▸ **Records for this exercise**:
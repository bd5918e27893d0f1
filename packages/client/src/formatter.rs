//! Message formatting utilities for client display.

use rakugaki_shared::{
    protocol::Figure,
    stroke::{Shape, Stroke},
    time::timestamp_to_rfc3339,
};

const RULE: &str = "============================================================";

/// Message formatter for client display
pub struct MessageFormatter;

impl MessageFormatter {
    /// Format the snapshot received right after joining
    pub fn format_snapshot(room_id: &str, strokes: &[Stroke]) -> String {
        format!(
            "\n{}\nJoined room {} ({} stroke(s) on the canvas)\n{}\n",
            RULE,
            room_id,
            strokes.len(),
            RULE
        )
    }

    /// Format the participant list, marking the current user
    ///
    /// # Arguments
    ///
    /// * `users` - Usernames in the room
    /// * `me` - The current user's name (marked as "me")
    pub fn format_users(users: &[String], me: &str) -> String {
        let mut output = String::from("\nParticipants:\n");
        if users.is_empty() {
            output.push_str("(No participants)\n");
        }
        for user in users {
            let suffix = if user == me { " (me)" } else { "" };
            output.push_str(&format!("  {}{}\n", user, suffix));
        }
        output
    }

    pub fn format_joined(username: &str) -> String {
        format!("\n+ {} joined\n", username)
    }

    pub fn format_left(username: &str) -> String {
        format!("\n- {} left\n", username)
    }

    /// Format a chat message
    ///
    /// # Arguments
    ///
    /// * `from` - The sender
    /// * `message` - The message content
    /// * `sent_at` - Unix timestamp in milliseconds
    pub fn format_chat(from: &str, message: &str, sent_at: i64) -> String {
        format!(
            "\n@{}: {}\n  sent at {}\n",
            from,
            message,
            timestamp_to_rfc3339(sent_at)
        )
    }

    /// Format a peer's draw, undo or redo
    pub fn format_draw(username: &str, figure: &Figure) -> String {
        match figure {
            Figure::Stroke(stroke) => {
                format!("\n* {} drew {}\n", username, Self::describe(stroke))
            }
            Figure::Redo(redo) => {
                format!("\n* {} redid {}\n", username, Self::describe(&redo.stroke))
            }
            Figure::Undo(undo) => format!("\n* {} undid {}\n", username, undo.stroke_id),
        }
    }

    pub fn format_clear(username: &str) -> String {
        format!("\n* {} cleared the canvas\n", username)
    }

    /// Format an error notice sent to this connection only
    pub fn format_error(message: &str) -> String {
        format!("\n! {}\n", message)
    }

    /// Format a raw text frame that did not parse
    pub fn format_raw_message(text: &str) -> String {
        format!("\n← Received: {}\n", text)
    }

    /// One-line description of a stroke, e.g. `line s1 (#000000, 2px)`.
    pub fn describe(stroke: &Stroke) -> String {
        let detail = match &stroke.shape {
            Shape::Text { text, .. } => format!(" \"{}\"", text),
            Shape::Path { points } | Shape::Polygon { points, .. } => {
                format!(" [{} points]", points.len())
            }
            _ => String::new(),
        };
        format!(
            "{}{} {} ({}, {}px)",
            stroke.shape.kind(),
            detail,
            stroke.id,
            stroke.style.color,
            stroke.style.width
        )
    }
}
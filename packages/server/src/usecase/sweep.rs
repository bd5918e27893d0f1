//! UseCase: 定期スイープとシャットダウン時の書き出し
//!
//! - `evict_idle`: 一定時間操作のない接続にクローズを要求する。ソケットが
//!   閉じると通常の退室処理が走る
//! - `purge_expired`: 保持期間を超えて使われていないルームとストロークを削除
//! - `flush_all`: 全セッションを書き出し、全接続にクローズを要求する

use std::{sync::Arc, time::Duration};

use rakugaki_shared::{protocol::close_code, time::Clock};

use crate::{
    domain::{RepositoryError, RoomRepository, StrokeRepository, Timestamp},
    infrastructure::session::SessionRegistry,
};

pub struct SweepUseCase {
    room_repository: Arc<dyn RoomRepository>,
    stroke_repository: Arc<dyn StrokeRepository>,
    registry: Arc<SessionRegistry>,
    clock: Arc<dyn Clock>,
    idle_timeout: Duration,
    retention: Duration,
}

impl SweepUseCase {
    pub fn new(
        room_repository: Arc<dyn RoomRepository>,
        stroke_repository: Arc<dyn StrokeRepository>,
        registry: Arc<SessionRegistry>,
        clock: Arc<dyn Clock>,
        idle_timeout: Duration,
        retention: Duration,
    ) -> Self {
        Self {
            room_repository,
            stroke_repository,
            registry,
            clock,
            idle_timeout,
            retention,
        }
    }

    /// アイドル接続にクローズを要求し、その数を返します。
    pub async fn evict_idle(&self) -> usize {
        let now = Timestamp::new(self.clock.now_millis());
        let timeout = self.idle_timeout.as_millis() as i64;
        let mut evicted = 0;
        for (room_id, shared) in self.registry.active().await {
            let session = shared.lock().await;
            for username in session.idle_participants(now, timeout) {
                if session.close_participant(&username, close_code::IDLE_TIMEOUT, "Idle timeout") {
                    tracing::info!("Evicting idle '{}' from room '{}'", username, room_id);
                    evicted += 1;
                }
            }
        }
        evicted
    }

    /// 保持期間を過ぎたルームを削除し、その数を返します。接続中のルームは対象外です。
    pub async fn purge_expired(&self) -> Result<usize, RepositoryError> {
        let now = Timestamp::new(self.clock.now_millis());
        let retention = self.retention.as_millis() as i64;
        let mut purged = 0;
        for room in self.room_repository.list().await? {
            if !room.is_expired(now, retention) {
                continue;
            }
            if self.registry.participant_count(&room.id).await > 0 {
                continue;
            }
            if let Err(e) = self.stroke_repository.delete(&room.id).await {
                tracing::warn!("Failed to delete strokes of room '{}': {}", room.id, e);
                continue;
            }
            self.room_repository.delete(&room.id).await?;
            tracing::info!("Purged expired room '{}'", room.id);
            purged += 1;
        }
        Ok(purged)
    }

    /// 全セッションを書き出し、全接続に going-away でクローズを要求します。
    pub async fn flush_all(&self) -> usize {
        let mut flushed = 0;
        for (room_id, shared) in self.registry.active().await {
            let session = shared.lock().await;
            session.close_all(close_code::GOING_AWAY, "Server shutting down");
            match self.registry.flush(&session).await {
                Ok(()) => flushed += 1,
                Err(e) => tracing::warn!("Failed to flush room '{}': {}", room_id, e),
            }
        }
        flushed
    }
}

▸ **Problem statement**:
Retype the data exactly as given.

▸ **Output for this exercise**:
repository bd5918e27893d0f1
filename packages/client/src/formatter.rs
//! Message formatting utilities for client display.

use rakugaki_shared::{
    protocol::Figure,
    stroke::{Shape, Stroke},
    time::timestamp_to_rfc3339,
};

const RULE: &str = "============================================================";

/// Message formatter for client display
pub struct MessageFormatter;

impl MessageFormatter {
    /// Format the snapshot received right after joining
    pub fn format_snapshot(room_id: &str, strokes: &[Stroke]) -> String {
        format!(
            "\n{}\nJoined room {} ({} stroke(s) on the canvas)\n{}\n",
            RULE,
            room_id,
            strokes.len(),
            RULE
        )
    }

    /// Format the participant list, marking the current user
    ///
    /// # Arguments
    ///
    /// * `users` - Usernames in the room
    /// * `me` - The current user's name (marked as "me")
    pub fn format_users(users: &[String], me: &str) -> String {
        let mut output = String::from("\nParticipants:\n");
        if users.is_empty() {
            output.push_str("(No participants)\n");
        }
        for user in users {
            let suffix = if user == me { " (me)" } else { "" };
            output.push_str(&format!("  {}{}\n", user, suffix));
        }
        output
    }

    pub fn format_joined(username: &str) -> String {
        format!("\n+ {} joined\n", username)
    }

    pub fn format_left(username: &str) -> String {
        format!("\n- {} left\n", username)
    }

    /// Format a chat message
    ///
    /// # Arguments
    ///
    /// * `from` - The sender
    /// * `message` - The message content
    /// * `sent_at` - Unix timestamp in milliseconds
    pub fn format_chat(from: &str, message: &str, sent_at: i64) -> String {
        format!(
            "\n@{}: {}\n  sent at {}\n",
            from,
            message,
            timestamp_to_rfc3339(sent_at)
        )
    }

    /// Format a peer's draw, undo or redo
    pub fn format_draw(username: &str, figure: &Figure) -> String {
        match figure {
            Figure::Stroke(stroke) => {
                format!("\n* {} drew {}\n", username, Self::describe(stroke))
            }
            Figure::Redo(redo) => {
                format!("\n* {} redid {}\n", username, Self::describe(&redo.stroke))
            }
            Figure::Undo(undo) => format!("\n* {} undid {}\n", username, undo.stroke_id),
        }
    }

    pub fn format_clear(username: &str) -> String {
        format!("\n* {} cleared the canvas\n", username)
    }

    /// Format an error notice sent to this connection only
    pub fn format_error(message: &str) -> String {
        format!("\n! {}\n", message)
    }

    /// Format a raw text frame that did not parse
    pub fn format_raw_message(text: &str) -> String {
        format!("\n← Received: {}\n", text)
    }

    /// One-line description of a stroke, e.g. `line s1 (#000000, 2px)`.
    pub fn describe(stroke: &Stroke) -> String {
        let detail = match &stroke.shape {
            Shape::Text { text, .. } => format!(" \"{}\"", text),
            Shape::Path { points } | Shape::Polygon { points, .. } => {
                format!(" [{} points]", points.len())
            }
            _ => String::new(),
        };
        format!(
            "{}{} {} ({}, {}px)",
            stroke.shape.kind(),
            detail,
            stroke.id,
            stroke.style.color,
            stroke.style.width
        )
    }
}
filename packages/server/src/usecase/sweep.rs
repository bd5918e27893d0f1
//! UseCase: 定期スイープとシャットダウン時の書き出し
//!
//! - `evict_idle`: 一定時間操作のない接続にクローズを要求する。ソケットが
//!   閉じると通常の退室処理が走る
//! - `purge_expired`: 保持期間を超えて使われていないルームとストロークを削除
//! - `flush_all`: 全セッションを書き出し、全接続にクローズを要求する

use std::{sync::Arc, time::Duration};

use rakugaki_shared::{protocol::close_code, time::Clock};

use crate::{
    domain::{RepositoryError, RoomRepository, StrokeRepository, Timestamp},
    infrastructure::session::SessionRegistry,
};

pub struct SweepUseCase {
    room_repository: Arc<dyn RoomRepository>,
    stroke_repository: Arc<dyn StrokeRepository>,
    registry: Arc<SessionRegistry>,
    clock: Arc<dyn Clock>,
    idle_timeout: Duration,
    retention: Duration,
}

impl SweepUseCase {
    pub fn new(
        room_repository: Arc<dyn RoomRepository>,
        stroke_repository: Arc<dyn StrokeRepository>,
        registry: Arc<SessionRegistry>,
        clock: Arc<dyn Clock>,
        idle_timeout: Duration,
        retention: Duration,
    ) -> Self {
        Self {
            room_repository,
            stroke_repository,
            registry,
            clock,
            idle_timeout,
            retention,
        }
    }

    /// アイドル接続にクローズを要求し、その数を返します。
    pub async fn evict_idle(&self) -> usize {
        let now = Timestamp::new(self.clock.now_millis());
        let timeout = self.idle_timeout.as_millis() as i64;
        let mut evicted = 0;
        for (room_id, shared) in self.registry.active().await {
            let session = shared.lock().await;
            for username in session.idle_participants(now, timeout) {
                if session.close_participant(&username, close_code::IDLE_TIMEOUT, "Idle timeout") {
                    tracing::info!("Evicting idle '{}' from room '{}'", username, room_id);
                    evicted += 1;
                }
            }
        }
        evicted
    }

    /// 保持期間を過ぎたルームを削除し、その数を返します。接続中のルームは対象外です。
    pub async fn purge_expired(&self) -> Result<usize, RepositoryError> {
        let now = Timestamp::new(self.clock.now_millis());
        let retention = self.retention.as_millis() as i64;
        let mut purged = 0;
        for room in self.room_repository.list().await? {
            if !room.is_expired(now, retention) {
                continue;
            }
            if self.registry.participant_count(&room.id).await > 0 {
                continue;
            }
            if let Err(e) = self.stroke_repository.delete(&room.id).await {
                tracing::warn!("Failed to delete strokes of room '{}': {}", room.id, e);
                continue;
            }
            self.room_repository.delete(&room.id).await?;
            tracing::info!("Purged expired room '{}'", room.id);
            purged += 1;
        }
        Ok(purged)
    }

    /// 全セッションを書き出し、全接続に going-away でクローズを要求します。
    pub async fn flush_all(&self) -> usize {
        let mut flushed = 0;
        for (room_id, shared) in self.registry.active().await {
            let session = shared.lock().await;
            session.close_all(close_code::GOING_AWAY, "Server shutting down");
            match self.registry.flush(&session).await {
                Ok(()) => flushed += 1,
                Err(e) => tracing::warn!("Failed to flush room '{}': {}", room_id, e),
            }
        }
        flushed
    }
}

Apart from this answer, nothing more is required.